PROBLEM REQUIREMENTS :: Below are records; work out how many of their lines contain "RecordedFace" and give only that number.

[RECORDS PROVIDED]

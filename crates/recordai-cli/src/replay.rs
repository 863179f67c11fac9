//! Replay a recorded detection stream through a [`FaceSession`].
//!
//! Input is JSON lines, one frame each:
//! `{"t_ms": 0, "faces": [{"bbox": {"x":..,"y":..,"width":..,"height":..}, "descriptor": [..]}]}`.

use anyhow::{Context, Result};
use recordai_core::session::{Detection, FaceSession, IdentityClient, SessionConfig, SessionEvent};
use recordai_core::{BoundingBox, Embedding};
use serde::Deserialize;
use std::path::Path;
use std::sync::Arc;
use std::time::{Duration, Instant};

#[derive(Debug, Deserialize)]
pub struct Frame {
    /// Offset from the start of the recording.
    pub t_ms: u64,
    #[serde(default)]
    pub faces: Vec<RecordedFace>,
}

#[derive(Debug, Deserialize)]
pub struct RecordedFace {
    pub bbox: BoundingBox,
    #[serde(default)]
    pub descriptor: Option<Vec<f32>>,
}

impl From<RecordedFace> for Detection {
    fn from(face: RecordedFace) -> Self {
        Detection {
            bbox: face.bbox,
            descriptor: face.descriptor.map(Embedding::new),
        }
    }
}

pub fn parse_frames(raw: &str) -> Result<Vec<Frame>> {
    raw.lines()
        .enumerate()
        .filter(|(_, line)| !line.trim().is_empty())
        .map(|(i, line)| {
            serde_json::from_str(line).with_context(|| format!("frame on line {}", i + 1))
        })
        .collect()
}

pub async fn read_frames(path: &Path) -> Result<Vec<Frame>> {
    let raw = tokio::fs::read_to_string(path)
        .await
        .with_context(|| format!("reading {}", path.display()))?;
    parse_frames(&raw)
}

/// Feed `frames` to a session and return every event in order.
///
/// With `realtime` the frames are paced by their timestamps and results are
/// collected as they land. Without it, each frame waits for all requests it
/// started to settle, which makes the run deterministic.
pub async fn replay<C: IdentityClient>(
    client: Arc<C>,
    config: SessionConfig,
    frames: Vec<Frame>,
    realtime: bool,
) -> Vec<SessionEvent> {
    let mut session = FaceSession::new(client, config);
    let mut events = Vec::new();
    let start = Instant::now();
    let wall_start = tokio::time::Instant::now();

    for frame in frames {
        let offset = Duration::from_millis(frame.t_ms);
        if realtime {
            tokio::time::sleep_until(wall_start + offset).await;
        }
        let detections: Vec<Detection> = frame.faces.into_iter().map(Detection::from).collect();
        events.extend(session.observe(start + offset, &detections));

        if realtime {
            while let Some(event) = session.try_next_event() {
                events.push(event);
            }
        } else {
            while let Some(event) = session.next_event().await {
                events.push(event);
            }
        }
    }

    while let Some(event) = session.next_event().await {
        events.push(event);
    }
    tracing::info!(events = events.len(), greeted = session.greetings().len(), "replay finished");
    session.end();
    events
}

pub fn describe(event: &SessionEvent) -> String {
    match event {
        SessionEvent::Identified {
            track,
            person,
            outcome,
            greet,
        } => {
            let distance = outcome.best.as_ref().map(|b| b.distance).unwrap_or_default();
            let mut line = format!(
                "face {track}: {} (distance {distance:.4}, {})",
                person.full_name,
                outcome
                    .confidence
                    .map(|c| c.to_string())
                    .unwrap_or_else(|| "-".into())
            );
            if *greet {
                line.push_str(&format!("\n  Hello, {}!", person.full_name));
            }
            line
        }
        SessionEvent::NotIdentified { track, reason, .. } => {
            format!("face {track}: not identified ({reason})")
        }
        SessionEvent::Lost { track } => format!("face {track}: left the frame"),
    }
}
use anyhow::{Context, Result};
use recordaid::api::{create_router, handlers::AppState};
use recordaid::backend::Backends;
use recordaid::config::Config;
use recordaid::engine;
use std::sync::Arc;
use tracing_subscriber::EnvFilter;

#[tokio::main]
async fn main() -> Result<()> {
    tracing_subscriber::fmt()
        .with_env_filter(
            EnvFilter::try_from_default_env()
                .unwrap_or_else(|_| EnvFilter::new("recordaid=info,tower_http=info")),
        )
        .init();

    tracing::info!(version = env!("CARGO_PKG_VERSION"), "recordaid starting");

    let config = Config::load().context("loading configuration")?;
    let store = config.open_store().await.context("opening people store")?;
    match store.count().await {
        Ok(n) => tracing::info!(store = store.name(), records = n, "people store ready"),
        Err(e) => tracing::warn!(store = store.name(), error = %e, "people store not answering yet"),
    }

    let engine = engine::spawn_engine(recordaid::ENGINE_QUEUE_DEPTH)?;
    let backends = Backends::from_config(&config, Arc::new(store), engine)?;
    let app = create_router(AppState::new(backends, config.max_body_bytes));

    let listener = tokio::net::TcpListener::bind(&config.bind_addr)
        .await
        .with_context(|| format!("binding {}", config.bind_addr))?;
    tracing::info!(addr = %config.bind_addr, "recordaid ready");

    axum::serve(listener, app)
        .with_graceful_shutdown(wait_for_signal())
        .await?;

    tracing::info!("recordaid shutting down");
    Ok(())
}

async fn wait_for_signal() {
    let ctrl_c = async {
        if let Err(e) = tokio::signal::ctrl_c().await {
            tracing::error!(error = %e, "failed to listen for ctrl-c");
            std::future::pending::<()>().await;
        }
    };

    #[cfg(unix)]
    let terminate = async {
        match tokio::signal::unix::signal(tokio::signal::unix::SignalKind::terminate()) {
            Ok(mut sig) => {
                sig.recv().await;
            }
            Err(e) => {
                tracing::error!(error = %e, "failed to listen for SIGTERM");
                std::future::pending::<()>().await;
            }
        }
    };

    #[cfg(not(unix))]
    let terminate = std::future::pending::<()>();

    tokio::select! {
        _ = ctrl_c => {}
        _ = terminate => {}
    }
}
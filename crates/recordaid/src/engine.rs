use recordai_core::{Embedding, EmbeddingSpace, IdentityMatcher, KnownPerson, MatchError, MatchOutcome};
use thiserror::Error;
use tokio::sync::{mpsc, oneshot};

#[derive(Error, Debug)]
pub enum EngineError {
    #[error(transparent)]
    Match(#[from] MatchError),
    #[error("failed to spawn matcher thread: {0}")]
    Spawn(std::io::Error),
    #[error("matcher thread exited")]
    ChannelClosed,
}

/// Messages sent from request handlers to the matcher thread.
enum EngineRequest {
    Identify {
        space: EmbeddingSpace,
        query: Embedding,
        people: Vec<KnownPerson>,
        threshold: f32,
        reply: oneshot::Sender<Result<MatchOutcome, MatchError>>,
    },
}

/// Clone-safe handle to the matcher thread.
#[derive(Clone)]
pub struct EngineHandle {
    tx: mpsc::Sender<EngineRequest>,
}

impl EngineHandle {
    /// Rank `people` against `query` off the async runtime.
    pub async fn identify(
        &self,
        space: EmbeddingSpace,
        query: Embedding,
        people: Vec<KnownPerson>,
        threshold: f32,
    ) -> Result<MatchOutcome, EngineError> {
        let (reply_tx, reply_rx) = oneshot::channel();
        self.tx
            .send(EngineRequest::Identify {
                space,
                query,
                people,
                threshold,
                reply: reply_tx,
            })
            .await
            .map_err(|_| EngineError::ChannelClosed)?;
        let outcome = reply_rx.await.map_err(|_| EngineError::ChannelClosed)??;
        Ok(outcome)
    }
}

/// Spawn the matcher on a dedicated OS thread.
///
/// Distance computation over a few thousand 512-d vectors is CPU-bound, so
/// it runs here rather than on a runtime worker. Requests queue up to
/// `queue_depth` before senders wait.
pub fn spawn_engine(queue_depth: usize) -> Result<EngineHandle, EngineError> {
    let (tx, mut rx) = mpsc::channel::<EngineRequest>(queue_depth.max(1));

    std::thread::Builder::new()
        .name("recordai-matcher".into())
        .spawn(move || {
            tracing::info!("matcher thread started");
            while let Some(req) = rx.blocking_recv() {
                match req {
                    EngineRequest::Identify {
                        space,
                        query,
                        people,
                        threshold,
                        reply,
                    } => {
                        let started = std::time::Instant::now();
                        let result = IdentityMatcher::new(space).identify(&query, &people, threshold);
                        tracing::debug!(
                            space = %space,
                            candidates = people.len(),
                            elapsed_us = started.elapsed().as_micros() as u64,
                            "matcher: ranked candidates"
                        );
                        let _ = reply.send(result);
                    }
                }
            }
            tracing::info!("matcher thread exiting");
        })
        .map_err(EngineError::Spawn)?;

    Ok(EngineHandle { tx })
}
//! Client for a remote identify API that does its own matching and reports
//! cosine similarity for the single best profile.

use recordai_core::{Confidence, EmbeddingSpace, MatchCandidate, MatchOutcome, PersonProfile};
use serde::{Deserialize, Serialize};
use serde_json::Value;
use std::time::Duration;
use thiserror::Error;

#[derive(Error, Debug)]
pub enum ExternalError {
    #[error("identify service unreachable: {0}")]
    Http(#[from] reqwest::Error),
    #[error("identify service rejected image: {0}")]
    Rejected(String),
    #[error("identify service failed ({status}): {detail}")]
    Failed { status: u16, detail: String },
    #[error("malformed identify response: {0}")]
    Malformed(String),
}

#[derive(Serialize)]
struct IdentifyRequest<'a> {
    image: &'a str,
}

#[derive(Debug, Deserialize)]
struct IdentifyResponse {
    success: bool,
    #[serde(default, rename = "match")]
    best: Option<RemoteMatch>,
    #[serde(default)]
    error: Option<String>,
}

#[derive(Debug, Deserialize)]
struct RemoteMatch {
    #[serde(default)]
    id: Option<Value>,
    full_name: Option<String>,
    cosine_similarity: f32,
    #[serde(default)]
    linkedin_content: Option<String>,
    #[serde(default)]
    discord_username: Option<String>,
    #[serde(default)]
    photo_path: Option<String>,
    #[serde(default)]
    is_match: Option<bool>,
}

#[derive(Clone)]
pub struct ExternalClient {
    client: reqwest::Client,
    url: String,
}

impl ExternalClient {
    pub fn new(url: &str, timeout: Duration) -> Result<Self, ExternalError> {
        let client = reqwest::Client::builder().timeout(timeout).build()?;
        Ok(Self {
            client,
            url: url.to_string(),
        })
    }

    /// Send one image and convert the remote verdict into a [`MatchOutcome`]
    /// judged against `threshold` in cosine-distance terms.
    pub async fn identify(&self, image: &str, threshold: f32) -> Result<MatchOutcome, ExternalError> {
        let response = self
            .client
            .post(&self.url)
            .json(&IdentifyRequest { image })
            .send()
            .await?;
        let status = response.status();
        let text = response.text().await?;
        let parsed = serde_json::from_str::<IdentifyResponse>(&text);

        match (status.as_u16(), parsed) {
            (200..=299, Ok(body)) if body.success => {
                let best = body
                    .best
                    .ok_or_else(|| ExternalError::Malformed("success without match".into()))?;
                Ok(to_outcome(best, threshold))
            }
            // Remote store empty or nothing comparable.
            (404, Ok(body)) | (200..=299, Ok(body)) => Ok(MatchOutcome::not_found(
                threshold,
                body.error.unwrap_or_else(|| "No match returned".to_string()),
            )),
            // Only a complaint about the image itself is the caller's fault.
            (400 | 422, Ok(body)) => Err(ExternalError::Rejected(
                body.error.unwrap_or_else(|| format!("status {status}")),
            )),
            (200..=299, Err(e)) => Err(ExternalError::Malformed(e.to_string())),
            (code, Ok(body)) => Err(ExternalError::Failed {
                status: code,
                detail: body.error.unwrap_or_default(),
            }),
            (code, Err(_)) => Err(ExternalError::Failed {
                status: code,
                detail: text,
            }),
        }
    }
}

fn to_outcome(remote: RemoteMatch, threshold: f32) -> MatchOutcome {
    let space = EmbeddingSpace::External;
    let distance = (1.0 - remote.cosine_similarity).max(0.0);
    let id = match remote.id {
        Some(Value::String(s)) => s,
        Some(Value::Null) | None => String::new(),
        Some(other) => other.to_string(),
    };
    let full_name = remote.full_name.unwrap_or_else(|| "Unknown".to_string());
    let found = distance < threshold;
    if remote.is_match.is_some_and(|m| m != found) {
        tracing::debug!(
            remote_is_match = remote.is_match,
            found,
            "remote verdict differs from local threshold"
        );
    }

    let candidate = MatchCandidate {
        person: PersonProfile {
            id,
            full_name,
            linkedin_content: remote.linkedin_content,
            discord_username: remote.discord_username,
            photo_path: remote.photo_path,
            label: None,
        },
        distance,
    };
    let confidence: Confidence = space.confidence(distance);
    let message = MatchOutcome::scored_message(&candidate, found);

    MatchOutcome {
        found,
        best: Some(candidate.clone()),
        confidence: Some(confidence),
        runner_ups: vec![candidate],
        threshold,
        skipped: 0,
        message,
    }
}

[/RECORDS PROVIDED]

COMPLETED TASK :: 4